With Cano and Segura up the middle, Smyly and his fellow hurlers don’t have to think about using strikeouts to power out of jams.

“You can just try to make a pitch down and away and just hope for that ground ball,” Smyly said. “You don’t have to try to go for the strikeout pitch. I’m looking forward to seeing those two play together.”

Unlike many new double-play combinations, Cano and Segura already know each other.

“I’ve got a really good relationship with Robi,” Segura said of his fellow Dominican. “He knows everybody here.”

“They’re going to be fun together,” Smyly said. “I’ve heard they’re best friends and they’ve been practicing all winter together, so it’s going to be exciting.”

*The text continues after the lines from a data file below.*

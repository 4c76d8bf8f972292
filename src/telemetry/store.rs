//! Latest value per channel, with freshness tracking.
//!
//! Written only from the bus dispatch path, read by the presenter.

use super::{Channel, ChannelKey, ChannelKind};
use serde_json::Value;
use std::collections::BTreeMap;
use std::time::{Duration, Instant};
use thiserror::Error;
use tracing::{debug, info, warn};

/// A decoded payload value.
#[derive(Clone, Debug, PartialEq)]
pub enum Reading {
    Number(f64),
    State(i64),
    Text(String),
    /// Venus published `null` (or cleared the topic): the value is not
    /// available right now.
    Unavailable,
}

impl Reading {
    pub fn as_number(&self) -> Option<f64> {
        match self {
            Reading::Number(v) => Some(*v),
            _ => None,
        }
    }

    pub fn as_state(&self) -> Option<i64> {
        match self {
            Reading::State(code) => Some(*code),
            _ => None,
        }
    }
}

#[derive(Debug, Error)]
pub enum DecodeError {
    #[error("channel {0} is disabled")]
    Disabled(ChannelKey),

    #[error("channel {0} is not tracked by this store")]
    Untracked(ChannelKey),

    #[error("payload is not valid JSON: {0}")]
    Json(#[from] serde_json::Error),

    #[error("payload has no `value` field")]
    MissingValue,

    #[error("{key} expects {expected}, got {found}")]
    TypeMismatch {
        key: ChannelKey,
        expected: &'static str,
        found: String,
    },
}

pub type DecodeResult = Result<Reading, DecodeError>;

#[derive(Clone, Debug)]
struct Entry {
    channel: Channel,
    reading: Option<Reading>,
    updated_at: Option<Instant>,
    stale: bool,
}

#[derive(Debug)]
pub struct TelemetryStore {
    entries: BTreeMap<ChannelKey, Entry>,
    staleness_window: Duration,
    last_update: Option<Instant>,
    decode_failures: u64,
}

impl TelemetryStore {
    pub fn new(channels: &[Channel], staleness_window: Duration) -> Self {
        let entries = channels
            .iter()
            .map(|channel| {
                (
                    channel.key,
                    Entry {
                        channel: channel.clone(),
                        reading: None,
                        updated_at: None,
                        stale: false,
                    },
                )
            })
            .collect();

        Self {
            entries,
            staleness_window,
            last_update: None,
            decode_failures: 0,
        }
    }

    /// Decodes `payload` for `key` and stores it.
    ///
    /// A failed decode leaves the previous value in place and only bumps
    /// the failure counter.
    pub fn update(&mut self, key: ChannelKey, payload: &[u8], now: Instant) -> DecodeResult {
        let entry = self
            .entries
            .get_mut(&key)
            .ok_or(DecodeError::Untracked(key))?;
        if !entry.channel.enabled {
            return Err(DecodeError::Disabled(key));
        }

        let reading = match decode(&entry.channel, payload) {
            Ok(reading) => reading,
            Err(e) => {
                self.decode_failures += 1;
                warn!(
                    "Dropping update for {} ({} failures so far): {}",
                    key, self.decode_failures, e
                );
                return Err(e);
            }
        };

        if entry.stale {
            info!("{} is fresh again", key);
        }
        debug!("{} = {:?}", key, reading);
        entry.reading = Some(reading.clone());
        entry.updated_at = Some(now);
        entry.stale = false;
        self.last_update = Some(now);
        Ok(reading)
    }

    /// True once the last update is older than the staleness window.
    /// Channels that never received anything are unknown, not stale.
    pub fn is_stale(&self, key: ChannelKey, now: Instant) -> bool {
        self.entries
            .get(&key)
            .and_then(|entry| entry.updated_at)
            .is_some_and(|at| now.saturating_duration_since(at) > self.staleness_window)
    }

    /// Refreshes the stored stale flags, returning how many channels went stale.
    pub fn refresh_staleness(&mut self, now: Instant) -> usize {
        let window = self.staleness_window;
        let mut newly_stale = 0;
        for (key, entry) in self.entries.iter_mut() {
            let stale = entry
                .updated_at
                .is_some_and(|at| now.saturating_duration_since(at) > window);
            if stale && !entry.stale {
                warn!("{} has not been updated for over {:?}", key, window);
                newly_stale += 1;
            }
            entry.stale = stale;
        }
        newly_stale
    }

    pub fn reading(&self, key: ChannelKey) -> Option<&Reading> {
        self.entries.get(&key).and_then(|entry| entry.reading.as_ref())
    }

    pub fn channel(&self, key: ChannelKey) -> Option<&Channel> {
        self.entries.get(&key).map(|entry| &entry.channel)
    }

    /// Tracked channels in catalogue key order.
    pub fn channels(&self) -> impl Iterator<Item = &Channel> + '_ {
        self.entries.values().map(|entry| &entry.channel)
    }

    /// Time of the most recent successful update on any channel.
    pub fn last_update(&self) -> Option<Instant> {
        self.last_update
    }

    pub fn decode_failures(&self) -> u64 {
        self.decode_failures
    }
}

fn decode(channel: &Channel, payload: &[u8]) -> DecodeResult {
    if payload.iter().all(u8::is_ascii_whitespace) {
        return Ok(Reading::Unavailable);
    }

    let document: Value = serde_json::from_slice(payload)?;
    let value = document.get("value").ok_or(DecodeError::MissingValue)?;
    if value.is_null() {
        return Ok(Reading::Unavailable);
    }

    let mismatch = |expected| DecodeError::TypeMismatch {
        key: channel.key,
        expected,
        found: value.to_string(),
    };

    match channel.kind {
        ChannelKind::Numeric => value
            .as_f64()
            .map(Reading::Number)
            .ok_or_else(|| mismatch("a number")),
        ChannelKind::Enumerated => value
            .as_i64()
            .or_else(|| value.as_f64().filter(|v| v.fract() == 0.0).map(|v| v as i64))
            .map(Reading::State)
            .ok_or_else(|| mismatch("an integer state")),
        ChannelKind::Text => match value {
            Value::String(text) => Ok(Reading::Text(text.clone())),
            Value::Number(number) => Ok(Reading::Text(number.to_string())),
            _ => Err(mismatch("a string")),
        },
    }
}

#[cfg(test)]
mod tests {
    use super::*;
    use crate::telemetry::Unit;

    const WINDOW: Duration = Duration::from_secs(120);

    fn channel(key: ChannelKey, kind: ChannelKind, enabled: bool) -> Channel {
        Channel {
            key,
            kind,
            unit: Unit::None,
            enabled,
            discovery: false,
            controllable: false,
            template: "N/{installation}/test",
        }
    }

    fn store() -> TelemetryStore {
        TelemetryStore::new(
            &[
                channel(ChannelKey::GridL1Power, ChannelKind::Numeric, true),
                channel(ChannelKey::GridL2Power, ChannelKind::Numeric, false),
                channel(ChannelKey::ChargeState, ChannelKind::Enumerated, true),
                channel(ChannelKey::SystemSerial, ChannelKind::Text, true),
            ],
            WINDOW,
        )
    }

    #[test]
    fn test_decodes_each_kind() {
        let mut store = store();
        let now = Instant::now();

        let reading = store
            .update(ChannelKey::GridL1Power, br#"{"value": 1234.5}"#, now)
            .unwrap();
        assert_eq!(reading, Reading::Number(1234.5));

        let reading = store
            .update(ChannelKey::ChargeState, br#"{"value": 5}"#, now)
            .unwrap();
        assert_eq!(reading, Reading::State(5));

        let reading = store
            .update(ChannelKey::SystemSerial, br#"{"value": "c0619ab1cafe"}"#, now)
            .unwrap();
        assert_eq!(reading, Reading::Text("c0619ab1cafe".to_string()));
        assert_eq!(store.last_update(), Some(now));
    }

    #[test]
    fn test_null_and_empty_payloads_are_unavailable() {
        let mut store = store();
        let now = Instant::now();
        store
            .update(ChannelKey::GridL1Power, br#"{"value": 10}"#, now)
            .unwrap();

        let reading = store
            .update(ChannelKey::GridL1Power, br#"{"value": null}"#, now)
            .unwrap();
        assert_eq!(reading, Reading::Unavailable);

        let reading = store.update(ChannelKey::GridL1Power, b"", now).unwrap();
        assert_eq!(reading, Reading::Unavailable);
    }

    #[test]
    fn test_malformed_payload_keeps_previous_value() {
        let mut store = store();
        let now = Instant::now();
        store
            .update(ChannelKey::GridL1Power, br#"{"value": 42}"#, now)
            .unwrap();

        let later = now + Duration::from_secs(5);
        assert!(matches!(
            store.update(ChannelKey::GridL1Power, b"{not json", later),
            Err(DecodeError::Json(_))
        ));
        assert!(matches!(
            store.update(ChannelKey::GridL1Power, br#"{"value": "high"}"#, later),
            Err(DecodeError::TypeMismatch { .. })
        ));
        assert!(matches!(
            store.update(ChannelKey::GridL1Power, br#"{"val": 1}"#, later),
            Err(DecodeError::MissingValue)
        ));

        assert_eq!(
            store.reading(ChannelKey::GridL1Power),
            Some(&Reading::Number(42.0))
        );
        assert_eq!(store.last_update(), Some(now));
        assert_eq!(store.decode_failures(), 3);
    }

    #[test]
    fn test_disabled_channel_is_never_written() {
        let mut store = store();
        let result = store.update(ChannelKey::GridL2Power, br#"{"value": 1}"#, Instant::now());
        assert!(matches!(result, Err(DecodeError::Disabled(ChannelKey::GridL2Power))));
        assert_eq!(store.reading(ChannelKey::GridL2Power), None);
        assert_eq!(store.last_update(), None);
        assert_eq!(store.decode_failures(), 0);
    }

    #[test]
    fn test_untracked_channel() {
        let mut store = store();
        let result = store.update(ChannelKey::VebusMode, br#"{"value": 3}"#, Instant::now());
        assert!(matches!(result, Err(DecodeError::Untracked(_))));
    }

    #[test]
    fn test_staleness_and_recovery() {
        let mut store = store();
        let start = Instant::now();
        assert!(!store.is_stale(ChannelKey::GridL1Power, start));

        store
            .update(ChannelKey::GridL1Power, br#"{"value": 1}"#, start)
            .unwrap();
        assert!(!store.is_stale(ChannelKey::GridL1Power, start + WINDOW));

        let late = start + WINDOW + Duration::from_secs(1);
        assert!(store.is_stale(ChannelKey::GridL1Power, late));
        assert_eq!(store.refresh_staleness(late), 1);
        assert_eq!(store.refresh_staleness(late), 0);

        store
            .update(ChannelKey::GridL1Power, br#"{"value": 2}"#, late)
            .unwrap();
        assert!(!store.is_stale(ChannelKey::GridL1Power, late));
    }

    #[test]
    fn test_enumerated_accepts_integral_floats() {
        let mut store = store();
        let reading = store
            .update(ChannelKey::ChargeState, br#"{"value": 3.0}"#, Instant::now())
            .unwrap();
        assert_eq!(reading, Reading::State(3));
        assert!(store
            .update(ChannelKey::ChargeState, br#"{"value": 3.5}"#, Instant::now())
            .is_err());
    }
}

Cano is in his fourth year with the Mariners and has a leadership presence within the locker room along with pitcher Felix Hernandez and slugger Nelson Cruz. Segura enhances the big-name air.

“The presence is felt,” Smyly said.

Smyly began his career in a clubhouse like this one, in Detroit.

“It does remind me a lot of being in Detroit and seeing Miggy (Miguel Cabrera) and Torii Hunter and (Justin) Verlander walk through the door,” Smyly said. “And you’re just like, ‘Wow, I can’t believe I’m playing with these guys.’

“You can feel it, there’s a lot of energy right now.”

Segura, back at shortstop in his new league, sounds determined to contribute as much as he did last season for the Diamondbacks.

“It’s a different position, different field,” Segura said. “As a player you have to always be the same no matter where you are. My approach is going to be the same.”